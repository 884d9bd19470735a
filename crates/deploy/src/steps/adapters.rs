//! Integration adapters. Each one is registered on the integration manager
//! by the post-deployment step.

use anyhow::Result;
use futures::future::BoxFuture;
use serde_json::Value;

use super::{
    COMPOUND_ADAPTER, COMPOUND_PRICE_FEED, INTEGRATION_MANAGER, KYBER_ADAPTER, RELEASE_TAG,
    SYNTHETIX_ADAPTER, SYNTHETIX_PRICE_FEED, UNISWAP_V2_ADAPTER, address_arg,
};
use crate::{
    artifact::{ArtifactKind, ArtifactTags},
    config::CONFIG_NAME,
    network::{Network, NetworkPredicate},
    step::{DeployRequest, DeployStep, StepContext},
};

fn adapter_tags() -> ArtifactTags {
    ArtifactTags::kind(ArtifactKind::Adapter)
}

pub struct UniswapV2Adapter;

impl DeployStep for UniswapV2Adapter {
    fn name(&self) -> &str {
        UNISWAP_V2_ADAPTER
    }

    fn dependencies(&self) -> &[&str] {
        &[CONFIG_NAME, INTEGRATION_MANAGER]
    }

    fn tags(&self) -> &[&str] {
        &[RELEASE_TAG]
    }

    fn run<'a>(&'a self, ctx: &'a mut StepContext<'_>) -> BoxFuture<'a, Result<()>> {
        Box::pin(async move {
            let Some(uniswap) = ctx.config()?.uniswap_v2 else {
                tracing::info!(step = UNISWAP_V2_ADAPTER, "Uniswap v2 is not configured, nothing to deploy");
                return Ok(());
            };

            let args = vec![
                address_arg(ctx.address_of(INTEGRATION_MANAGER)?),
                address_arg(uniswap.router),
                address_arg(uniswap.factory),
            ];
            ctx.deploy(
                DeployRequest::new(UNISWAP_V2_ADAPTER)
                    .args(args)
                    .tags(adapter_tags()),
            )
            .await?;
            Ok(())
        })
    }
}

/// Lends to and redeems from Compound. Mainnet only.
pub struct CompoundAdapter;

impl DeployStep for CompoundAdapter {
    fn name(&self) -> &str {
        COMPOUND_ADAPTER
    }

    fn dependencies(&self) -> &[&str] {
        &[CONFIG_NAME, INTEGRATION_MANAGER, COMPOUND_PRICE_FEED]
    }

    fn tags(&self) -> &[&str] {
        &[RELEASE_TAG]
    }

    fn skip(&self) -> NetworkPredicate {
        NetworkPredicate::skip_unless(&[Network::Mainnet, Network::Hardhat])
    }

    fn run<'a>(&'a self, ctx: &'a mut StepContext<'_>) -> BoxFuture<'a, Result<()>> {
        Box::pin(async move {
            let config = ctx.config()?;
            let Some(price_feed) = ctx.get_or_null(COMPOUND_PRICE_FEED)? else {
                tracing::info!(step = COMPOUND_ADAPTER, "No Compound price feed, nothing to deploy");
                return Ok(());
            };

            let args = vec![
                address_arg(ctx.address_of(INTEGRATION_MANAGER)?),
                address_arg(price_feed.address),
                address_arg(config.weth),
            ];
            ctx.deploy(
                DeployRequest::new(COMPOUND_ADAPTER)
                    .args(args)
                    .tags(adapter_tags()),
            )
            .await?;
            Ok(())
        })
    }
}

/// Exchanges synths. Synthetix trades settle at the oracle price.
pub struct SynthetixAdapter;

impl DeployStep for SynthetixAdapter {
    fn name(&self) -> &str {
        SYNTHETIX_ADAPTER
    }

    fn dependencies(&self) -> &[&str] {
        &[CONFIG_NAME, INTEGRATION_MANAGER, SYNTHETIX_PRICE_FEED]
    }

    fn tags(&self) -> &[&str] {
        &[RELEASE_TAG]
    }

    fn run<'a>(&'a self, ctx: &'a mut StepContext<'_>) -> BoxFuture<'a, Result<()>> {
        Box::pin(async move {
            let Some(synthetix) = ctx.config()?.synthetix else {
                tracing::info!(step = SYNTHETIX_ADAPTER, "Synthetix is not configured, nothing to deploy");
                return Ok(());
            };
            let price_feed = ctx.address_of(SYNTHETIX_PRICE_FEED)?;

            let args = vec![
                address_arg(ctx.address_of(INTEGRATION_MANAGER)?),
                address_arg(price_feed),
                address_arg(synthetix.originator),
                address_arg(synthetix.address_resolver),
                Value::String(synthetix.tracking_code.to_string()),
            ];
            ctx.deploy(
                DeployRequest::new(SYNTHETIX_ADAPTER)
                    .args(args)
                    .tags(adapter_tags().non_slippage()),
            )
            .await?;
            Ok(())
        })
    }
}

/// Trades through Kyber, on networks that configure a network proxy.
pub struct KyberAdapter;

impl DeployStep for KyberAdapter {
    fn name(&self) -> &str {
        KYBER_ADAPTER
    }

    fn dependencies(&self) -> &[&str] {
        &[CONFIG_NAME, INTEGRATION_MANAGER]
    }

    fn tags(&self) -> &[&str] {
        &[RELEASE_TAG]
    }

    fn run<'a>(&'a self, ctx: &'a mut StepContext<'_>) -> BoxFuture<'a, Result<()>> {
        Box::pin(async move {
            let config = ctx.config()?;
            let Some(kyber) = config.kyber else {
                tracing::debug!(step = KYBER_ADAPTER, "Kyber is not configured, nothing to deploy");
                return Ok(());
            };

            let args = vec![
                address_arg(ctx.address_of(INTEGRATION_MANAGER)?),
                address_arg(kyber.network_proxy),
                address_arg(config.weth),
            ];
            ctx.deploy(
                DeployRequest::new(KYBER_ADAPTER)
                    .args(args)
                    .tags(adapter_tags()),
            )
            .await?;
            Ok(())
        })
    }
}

•••••

▶ **Try it**:
Set every line down again exactly. Begin with the first line of the entries and finish with the line containing "let Some(uniswap) = ctx.config()?.uniswap_v2".

▶ **Expected answer**:
repository 884d9bd19470735a
filename crates/deploy/src/steps/adapters.rs
//! Integration adapters. Each one is registered on the integration manager
//! by the post-deployment step.

use anyhow::Result;
use futures::future::BoxFuture;
use serde_json::Value;

use super::{
    COMPOUND_ADAPTER, COMPOUND_PRICE_FEED, INTEGRATION_MANAGER, KYBER_ADAPTER, RELEASE_TAG,
    SYNTHETIX_ADAPTER, SYNTHETIX_PRICE_FEED, UNISWAP_V2_ADAPTER, address_arg,
};
use crate::{
    artifact::{ArtifactKind, ArtifactTags},
    config::CONFIG_NAME,
    network::{Network, NetworkPredicate},
    step::{DeployRequest, DeployStep, StepContext},
};

fn adapter_tags() -> ArtifactTags {
    ArtifactTags::kind(ArtifactKind::Adapter)
}

pub struct UniswapV2Adapter;

impl DeployStep for UniswapV2Adapter {
    fn name(&self) -> &str {
        UNISWAP_V2_ADAPTER
    }

    fn dependencies(&self) -> &[&str] {
        &[CONFIG_NAME, INTEGRATION_MANAGER]
    }

    fn tags(&self) -> &[&str] {
        &[RELEASE_TAG]
    }

    fn run<'a>(&'a self, ctx: &'a mut StepContext<'_>) -> BoxFuture<'a, Result<()>> {
        Box::pin(async move {
            let Some(uniswap) = ctx.config()?.uniswap_v2 else {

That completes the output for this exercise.